Il 12 novembre scorso Roberto Battiston aveva azzardato una previsione, o meglio, per dirla da scienziato, una proiezione: “Il picco nazionale dell’epidemia sarà raggiunto il 27 novembre”. Oggi, 26, può rivendicare di averci azzeccato. Ma ci tiene di più a mettere in guardia gli italiani e la politica: “Aver raggiunto il picco non significa che siamo fuori dall’epidemia, ma anzi che siamo nella fase più acuta. Guai ad allentare la guardia. Anche perché se i dati complessivi indicano l’inizio di una discesa, ci sono regioni italiane ancora lontane dal picco”.

Battiston, ex presidente dell’Agenzia spaziale italiana e oggi professore di fisica all’Università di Trento, basa le sue proiezioni su due curve: il totale degli infetti attivi e il tasso di crescita degli infetti attivi (vale a dire la rapidità con cui cambia la prima curva).

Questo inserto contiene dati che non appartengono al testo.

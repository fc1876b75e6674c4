//! Router assembly: the broker's full externally-reachable HTTP surface.
//!
//! `/oauth/token` and `/oauth/register` sit behind a stricter rate limit
//! than the rest of the OAuth surface, mirroring the split between
//! session-establishing and session-consuming endpoints.

use crate::auth::{self, AppState};
use axum::Router;
use axum::routing::{get, post};
use std::sync::Arc;
use tower_governor::governor::GovernorConfigBuilder;
use tower_governor::key_extractor::SmartIpKeyExtractor;
use tower_governor::GovernorLayer;
use tower_http::trace::TraceLayer;

pub struct RateLimitConfig {
    pub per_second: u64,
    pub burst: u32,
}

pub fn build_router(state: AppState, rate_limit: &RateLimitConfig) -> Router {
    let governor_conf = Arc::new(
        GovernorConfigBuilder::default()
            .key_extractor(SmartIpKeyExtractor)
            .per_second(rate_limit.per_second)
            .burst_size(rate_limit.burst)
            .finish()
            .expect("rate limiter config is valid"),
    );
    let standard_rate_limit = GovernorLayer::new(governor_conf);

    // Half the rate, a third of the burst: token/register redeem secrets
    // and mint credentials, so they get tighter headroom than a redirect.
    let strict_governor_conf = Arc::new(
        GovernorConfigBuilder::default()
            .key_extractor(SmartIpKeyExtractor)
            .per_second((rate_limit.per_second / 2).max(1))
            .burst_size((rate_limit.burst / 3).max(1))
            .finish()
            .expect("rate limiter config is valid"),
    );
    let strict_rate_limit = GovernorLayer::new(strict_governor_conf);

    let token_and_registration_routes = Router::new()
        .route("/oauth/token", post(auth::token_handler))
        .route("/oauth/register", post(auth::register_handler))
        .layer(strict_rate_limit)
        .with_state(state.clone());

    let oauth_routes = Router::new()
        .route("/oauth/authorize", get(auth::authorize_handler))
        .route("/oauth/callback/{provider}", get(auth::callback_handler))
        .route(
            "/.well-known/oauth-authorization-server",
            get(auth::authorization_server_metadata_handler),
        )
        .route(
            "/.well-known/openid-configuration",
            get(auth::authorization_server_metadata_handler),
        )
        .route(
            "/.well-known/oauth-protected-resource",
            get(auth::protected_resource_metadata_handler),
        )
        .layer(standard_rate_limit)
        .with_state(state);

    oauth_routes
        .merge(token_and_registration_routes)
        .layer(TraceLayer::new_for_http())
}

Professor Battiston, siamo dunque oltre il picco che lei aveva previsto?
“Sì a livello nazionale è stato raggiunto il massimo degli infetti attivi. Ma ho applicato lo stesso tipo di analisi alle ospedalizzazioni e ai ricoveri in terapia intensiva. In entrambi i casi il picco è stato raggiunto qualche giorno fa”.

Se dal dato generale si scende nel dettaglio delle singole regioni, cosa si vede?


“La premessa è che queste valutazioni sono affidabili a patto che i dati forniti dalla Protezione Civile a livello regionale siano completi. Lo sono certamente per la Lombardia, dove si può dire con certezza che il picco degli infetti è stato raggiunto il 19 novembre, il picco degli ospedalizzati il 23, il picco delle terapie intensive il 24. E la Lombardia, come sappiamo, pesa molto nel bilancio complessivo dell’epidemia italiana”.

E le altre zone del Paese come stanno?


“L’Emilia Romagna arriverà al picco degli infetti attivi verso l’8 dicembre, mentre dovrebbe raggiungere quello delle ospedalizzazioni e delle terapie intensive entro un paio di giorni. Questo significa che le autorità sanitarie locali hanno la situazione sotto controllo. Il Piemonte ha invece raggiunto il picco qualche giorno fa, quello delle terapie intensive, per esempio, il 21 novembre. Mentre in Veneto sta ancora crescendo il numero degli infetti: la salita dovrebbe però arrestarsi in due o tre giorni”.

Sembrano tutte buone notizie.


“Lo sono, ma solo se le misure di contenimento del virus rimarranno quelle attuali. Poi però ci sono regioni ancora molto lontane dal picco”.

Quali sono?


“Abruzzo, Basilicata, Sicilia, Sardegna, Puglia. Le proiezioni ci dicono che lì il picco si potrebbe raggiungere sotto Natale, anche se a un mese di distanza la precisione del modello rischia di essere minore. In queste zone del Paese l’epidemia sale ancora, Rt scende troppo lentamente, con frequenti oscillazioni, segno che qualcosa non sta funzionando”.

Sono però regioni che, in termini di contagi, hanno valori assoluti relativamente piccoli. C’è da preoccuparsi lo stesso?


“Sì, perché anche un picco basso può mandare in tilt un sistema non preparato o allo stremo. Dobbiamo tener presente che rispetto alla prima ondata in Italia c’è un 30% in più di ospedalizzati”.

Alle luce di questi numeri come valuta le ipotesi di riapertura: delle scuole, delle piste da sci, dei negozi per lo shopping natalizio?


“Ripeto che siamo sul picco della seconda ondata e dico che si sta scherzando con la dinamite. E’ come se nel pieno del picco dell’altra volta, a fine aprile, quando c’erano 110mila infetti attivi, ci avessero proposto di riaprire. E infatti si è riaperto a giugno, quando gli infetti erano scesi a un decimo. Oggi, è bene ricordarlo, gli infetti attivi sono più di 800mila. Se all’epoca riaprendo si rischiava una nuova fiammata di contagi, stavolta si provocherebbe un’esplosione”.